「水注」(すいちゅう)は、水を注ぐ器・水差しです。
流派によって、「水瓶」(すいへい)「水罐」(すいかん)「水指」「水次」「水滴」「注子」(さし)とも呼びます。中国の「執壺」(しっこ)も同じものです。書においては、水注は「硯に水を足すもの」ですが、煎茶道ではボーフラや急須に水を足したり、お道具を清める時に用います。
水注の種類
「瓜式」「筒式」「四方式」など様々な形があります。元々酒器だった器を転用したと言われ、華やかなデザインが多いことが特徴です。陶磁器の物が多いですが、錫や銅製の物もあります。
瓜形(瓜式) | 胴体が瓜の形。青白磁 瓜形水注(北宋時代 景徳鎮窯) |
筒形(筒式) | 胴体が筒形 |
四方式 | 胴体が四角形 |
六角形 | 胴体が六角形 |
桃形 | 胴体が桃の形 |
宝珠形 | 胴体が宝珠の形 |
瓢形(ひさごがた) | 胴体が瓢箪の形 |
仙盞形(仙盞瓶) | ※後述 |
瓜形の水注
筒形の水注
六角形の水注
瓢形の水注
桃形の水注
上手式の水注
持ち手が胴体の上についている形状で「提梁式」とも呼び、中国では「提梁壺」と言います。大きな茶壺を、水注として使うこともあります。
後手式の水注
持ち手が、胴部の後ろ・注ぎ口の反対側に付いている形状です。いくつか後手式の水注をご紹介します。

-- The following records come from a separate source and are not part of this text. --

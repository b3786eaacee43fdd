//! Polynomial calibration of raw probe readings.

use crate::sensor::config::TemperatureUnit;

/// Raw Celsius value the DS18B20 reports on a communication fault.
///
/// This is the power-on default of the conversion register, so a reading of
/// exactly 85 °C means the conversion never ran, not that the probe measured
/// 85 degrees.
pub const SENSOR_ERROR_CELSIUS: f64 = 85.0;

/// Whether a raw Celsius reading is the hardware communication-error code.
///
/// Checked on the Celsius value before any unit conversion, regardless of
/// the configured display unit.
pub fn is_error_code(raw_celsius: f64) -> bool {
    raw_celsius == SENSOR_ERROR_CELSIUS
}

/// Apply unit conversion and the calibration polynomial to a raw reading.
///
/// For Celsius the polynomial operates directly on the raw value; for
/// Fahrenheit the raw value is converted first so the coefficients are in
/// the display unit:
///
/// `calibrated = quadratic*x² + linear*x + bias`
///
/// Callers must screen out the error code with [`is_error_code`] first; this
/// function calibrates whatever it is given.
pub fn calibrate(
    raw_celsius: f64,
    unit: TemperatureUnit,
    bias: f64,
    linear: f64,
    quadratic: f64,
) -> f64 {
    let x = match unit {
        TemperatureUnit::Celsius => raw_celsius,
        TemperatureUnit::Fahrenheit => raw_celsius * 9.0 / 5.0 + 32.0,
    };
    quadratic * x * x + linear * x + bias
}
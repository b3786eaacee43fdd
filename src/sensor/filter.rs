//! Range filtering and exponential moving average smoothing.

/// Result of pushing one calibrated value through the filter.
#[derive(Debug, Clone, Copy, PartialEq)]
pub enum FilterOutcome {
    /// The value was in range; carries the smoothed value rounded to one
    /// decimal place, ready for emission.
    Accepted(f64),
    /// The value was outside the plausibility bounds; carries the rejected
    /// value rounded to one decimal place for logging and notification.
    Rejected(f64),
}

/// Stateful plausibility filter with EMA smoothing.
///
/// Holds at most one previous smoothed value. Rejected readings never touch
/// that state, so a single outlier cannot corrupt the smoothing memory.
/// Rounding happens only at emission; the retained state keeps full
/// precision so error does not accumulate across iterations.
#[derive(Debug, Clone)]
pub struct EmaFilter {
    low: f64,
    high: f64,
    alpha: f64,
    last: Option<f64>,
}

impl EmaFilter {
    /// Create a filter with the given bounds and smoothing weight.
    ///
    /// Bounds are strict on both sides: a value equal to `low` or `high`
    /// counts as out of range.
    pub fn new(low: f64, high: f64, alpha: f64) -> Self {
        Self {
            low,
            high,
            alpha,
            last: None,
        }
    }

    /// The current smoothed state, if any reading has been accepted yet.
    pub fn last(&self) -> Option<f64> {
        self.last
    }

    /// Process one calibrated value.
    pub fn process(&mut self, value: f64) -> FilterOutcome {
        if self.low < value && value < self.high {
            let smoothed = match self.last {
                Some(prev) => self.alpha * value + (1.0 - self.alpha) * prev,
                None => value,
            };
            self.last = Some(smoothed);
            FilterOutcome::Accepted(round_tenth(smoothed))
        } else {
            FilterOutcome::Rejected(round_tenth(value))
        }
    }
}

/// Round to one decimal place.
fn round_tenth(value: f64) -> f64 {
    (value * 10.0).round() / 10.0
}
//! # w1therm - Calibrated DS18B20 1-Wire Temperature Polling
//!
//! A Rust crate for polling DS18B20-class 1-Wire temperature probes on a
//! Raspberry Pi through the kernel's sysfs interface, with per-sensor
//! calibration, plausibility filtering, exponential smoothing, and
//! rate-limited diagnostics.
//!
//! ## Features
//!
//! - **Fixed-cadence polling**: wake-up deadlines that absorb variable
//!   conversion latency, with explicit overrun reporting
//! - **Polynomial calibration**: per-sensor quadratic/linear/bias terms in
//!   Celsius or Fahrenheit
//! - **Filtering & smoothing**: strict plausibility bounds and an
//!   exponential moving average that outliers cannot corrupt
//! - **Bounded diagnostics**: per-class notification timeouts plus a
//!   rolling warning counter that escalates instead of flooding
//! - **Injected seams**: probe, reading sink, and notification transport
//!   are traits, so hosts and tests supply their own
//!
//! ## Quick Start
//!
//! ```rust,no_run
//! use w1therm::{RunFlag, SensorConfig, SensorPoller, TemperatureReading, TracingNotifier, W1Bus};
//!
//! #[tokio::main]
//! async fn main() -> Result<(), Box<dyn std::error::Error>> {
//!     let bus = W1Bus::new();
//!     let address = bus.discover_sensors().into_iter().next().expect("no sensor");
//!
//!     let config = SensorConfig::new(&address);
//!     let probe = bus.probe(&address);
//!     let flag = RunFlag::new();
//!
//!     let mut poller = SensorPoller::new(
//!         config,
//!         probe,
//!         |reading: TemperatureReading| println!("{}", reading),
//!         TracingNotifier,
//!     );
//!     poller.run(&flag).await?;
//!     Ok(())
//! }
//! ```

pub mod device;
pub mod error;
pub mod sensor;

// Re-export public API
pub use device::{load_driver_modules, W1Bus, W1Probe};
pub use error::{Result, SensorError};
pub use sensor::{
    calibrate::{calibrate, is_error_code, SENSOR_ERROR_CELSIUS},
    config::{SensorConfig, TemperatureUnit},
    data::TemperatureReading,
    filter::{EmaFilter, FilterOutcome},
    notify::{NotificationSink, NotifyChannel, Severity, TracingNotifier, WarningCounter},
    poller::{SensorPoller, SETTLE_DELAY},
    traits::{ReadingSink, RunFlag, TemperatureProbe},
};

/// The default polling interval in milliseconds
pub const DEFAULT_UPDATE_INTERVAL_MS: u64 = 5000;

/// The default notification display duration in milliseconds
pub const DEFAULT_NOTIFY_TIMEOUT_MS: u64 = 5000;
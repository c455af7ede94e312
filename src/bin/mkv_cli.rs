//! # mkv-cli
//!
//! Operator tool for issuing one-shot commands against a running device
//! over MQTT, for manual verification — not the out-of-scope mobile demo
//! app. Mirrors the teacher's `main.rs` entry point: `env_logger::init()`,
//! load config from a TOML file, run a `tokio` multi-threaded runtime.

use std::path::PathBuf;
use std::time::Duration;

use clap::{Parser, Subcommand};
use merkle_kv_mobile::{Config, MerkleKvClient};

#[derive(Parser)]
#[command(name = "mkv-cli", about = "Issue one-shot commands against a MerkleKV Mobile device")]
struct Cli {
    /// Path to a TOML config file (see `Config`). If it does not exist,
    /// `--broker`/`--client-id`/`--node-id` must all be supplied instead.
    #[arg(long, default_value = "config.toml")]
    config: PathBuf,

    #[arg(long)]
    broker: Option<String>,
    #[arg(long)]
    client_id: Option<String>,
    #[arg(long)]
    node_id: Option<String>,

    /// Seconds to wait for the MQTT session to reach `Connected` before
    /// giving up.
    #[arg(long, default_value_t = 10)]
    connect_timeout_s: u64,

    #[command(subcommand)]
    command: Command,
}

#[derive(Subcommand)]
enum Command {
    Get { key: String },
    Set { key: String, value: String },
    Del { key: String },
    Incr { key: String, #[arg(default_value_t = 1)] amount: i64 },
    Decr { key: String, #[arg(default_value_t = 1)] amount: i64 },
    Append { key: String, value: String },
    Prepend { key: String, value: String },
    Mget { keys: Vec<String> },
}

fn load_config(cli: &Cli) -> anyhow::Result<Config> {
    if cli.config.exists() {
        return Ok(Config::load(&cli.config)?);
    }
    let (broker, client_id, node_id) = match (&cli.broker, &cli.client_id, &cli.node_id) {
        (Some(b), Some(c), Some(n)) => (b.clone(), c.clone(), n.clone()),
        _ => anyhow::bail!(
            "{} not found; pass --broker, --client-id, and --node-id instead",
            cli.config.display()
        ),
    };
    let config = Config::new(broker, client_id, node_id);
    config.validate()?;
    Ok(config)
}

#[tokio::main]
async fn main() -> anyhow::Result<()> {
    env_logger::init();
    let cli = Cli::parse();
    let config = load_config(&cli)?;

    let client = MerkleKvClient::connect(config)?;

    let mut events = client.connection_events();
    let wait = tokio::time::timeout(Duration::from_secs(cli.connect_timeout_s), async {
        loop {
            if events.borrow().state == merkle_kv_mobile::mqtt::ConnectionState::Connected {
                return;
            }
            if events.changed().await.is_err() {
                return;
            }
        }
    })
    .await;
    if wait.is_err() {
        eprintln!("timed out waiting for broker connection after {}s", cli.connect_timeout_s);
        std::process::exit(1);
    }

    let result = run_command(&client, cli.command).await;
    client.disconnect().await;

    match result {
        Ok(output) => {
            println!("{output}");
            Ok(())
        }
        Err(e) => {
            eprintln!("error: {e}");
            std::process::exit(1)
        }
    }
}

async fn run_command(client: &MerkleKvClient, command: Command) -> merkle_kv_mobile::Result<String> {
    match command {
        Command::Get { key } => Ok(client.get(key).await?.unwrap_or_else(|| "(nil)".to_string())),
        Command::Set { key, value } => {
            client.set(key, value).await?;
            Ok("OK".to_string())
        }
        Command::Del { key } => {
            client.delete(key).await?;
            Ok("OK".to_string())
        }
        Command::Incr { key, amount } => Ok(client.increment(key, amount).await?.to_string()),
        Command::Decr { key, amount } => Ok(client.decrement(key, amount).await?.to_string()),
        Command::Append { key, value } => Ok(client.append(key, value).await?.to_string()),
        Command::Prepend { key, value } => Ok(client.prepend(key, value).await?.to_string()),
        Command::Mget { keys } => {
            let values = client.get_multiple(keys.clone()).await?;
            let rendered: Vec<String> = keys
                .into_iter()
                .zip(values)
                .map(|(k, v)| format!("{k} -> {}", v.unwrap_or_else(|| "(nil)".to_string())))
                .collect();
            Ok(rendered.join("\n"))
        }
    }
}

- 白磁 印花鳳凰文 水注(中国・元時代。景徳鎮窯)
- 楼閣 山水蒔絵 水注 (日本・江戸時代)
- 青磁 牡丹文 水注 (中国・明時代。龍泉窯)
仙盞瓶
「仙盞瓶」(せんさんびん)は、お酒や水をいれるイスラム圏の金属製注器を模して、明・清時代に作られた陶器製の水差しです。「盛盞瓶」「洗盞瓶」「煎茶瓶」と表記されることもあります。
ほっそりとした、華奢な注ぎ口と持ち手。「玉壺春」と言われる下膨れの胴体に、注ぎ口がつながっている形が特徴です。
赤絵や金襴手・染付のものが多く作られており、異国情緒の漂うデザインです。特に金襴手は古来から日本で愛玩され、江戸時代の茶会記にも登場しています。煎茶道では水差しとして、茶道では花入に転用されています。
- 金襴手 仙盞瓶(文化遺産オンライン)
水瓶
禅宗寺院の古式の喫茶儀礼で使われる茶礼道具に、「水瓶」(すいびょう)があります。
「信貴形」「信貴山形」と言われる美しい形で、細い注ぎ口と把手が付き、下ぶくれの胴体が特徴です。「信貴形」という名称は、奈良県の信貴山の伝来品に、この形式の水瓶があったことに由来します。
突起のある蓋は、蝶番で胴体とつながっており、傾けても蓋が落ちることはありません。
建仁寺で毎年行われる「四頭茶礼」(よつがしらされい)で、「浄瓶」(じんびん)という名で使われています。お茶席ではあまり見かけませんが、古式の水注ということで紹介しました。
- 銅水瓶(滋賀県守山市 己爾乃神社 1465年)
- 銅水瓶(信貴山形水瓶)(広島県 耕三寺博物館 鎌倉時代)
- 信貴山形水瓶(文化遺産オンライン)
- 京都の無形民俗文化財としての建仁寺四頭茶礼(大阪観光大学 観光学研究所報)
胡瓶
「胡瓶」(こへい)は、ササン朝ペルシャに源流を持つ形の水差しです(胡はペルシアを差す)。正倉院には「漆胡瓶」(しっこへい)という漆の水差しが伝わっています。注ぎ口が鳥の頭をしている水注です。
東京国立博物館には、注ぎ口が龍の頭になっている、「龍首水瓶」という胡瓶があります。
僧帽壺
「僧坊壺」(そうぼうこ)は、中国の明代から続く伝統的な水差しです。口の形が僧侶の帽子に似ていることから、この名がついています。写真の僧帽壺は、紅釉の美しさから「宝石紅」とも言われています。
お茶席で見かけたことはありませんが、個人的に好きな形の水注なので、載せておきます。
尚、時大彬がこの形の茶銚をデザインし(※水注より背が低めです)、その後、様々な作家がこ形の茶銚を手がけていますので、茶銚の方が有名な形かもしれません。